Stored items from a collection

--- START ---

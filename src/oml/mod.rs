//! Outer mold line: the ruled wing loft and structured surface meshes.
//!
//! The benchmark wing is a two-section ruled surface: each definition
//! section's airfoil is resampled onto a common parametric loop, blunted
//! at the trailing edge, transformed into place, and interpolated
//! linearly in span. Structured surface meshes for CFD extrusion are
//! sampled directly from the loft.
//!
//! # Example
//!
//! ```
//! use stw_gen::airfoil::naca4;
//! use stw_gen::geometry::simple_transonic_wing;
//! use stw_gen::oml::{SpanSpacing, WingLoft};
//!
//! let geometry = simple_transonic_wing();
//! let foil = naca4("0012", 101).unwrap();
//! let loft = WingLoft::new(&geometry.wing, &[foil.clone(), foil]).unwrap();
//!
//! let mesh = loft.surface_mesh(64, 16, SpanSpacing::Linear).unwrap();
//! assert_eq!((mesh.ni, mesh.nj), (65, 17));
//! ```

mod loft;
mod surface_mesh;

pub use loft::{OmlError, WingLoft};
pub use surface_mesh::{SpanSpacing, SurfaceMesh};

--- END ---

* **INSTRUCTIONS TO FOLLOW**
What is the number of lines in the data that include the word "section"? State only that number.

* **EXPECTED OUTPUT**
2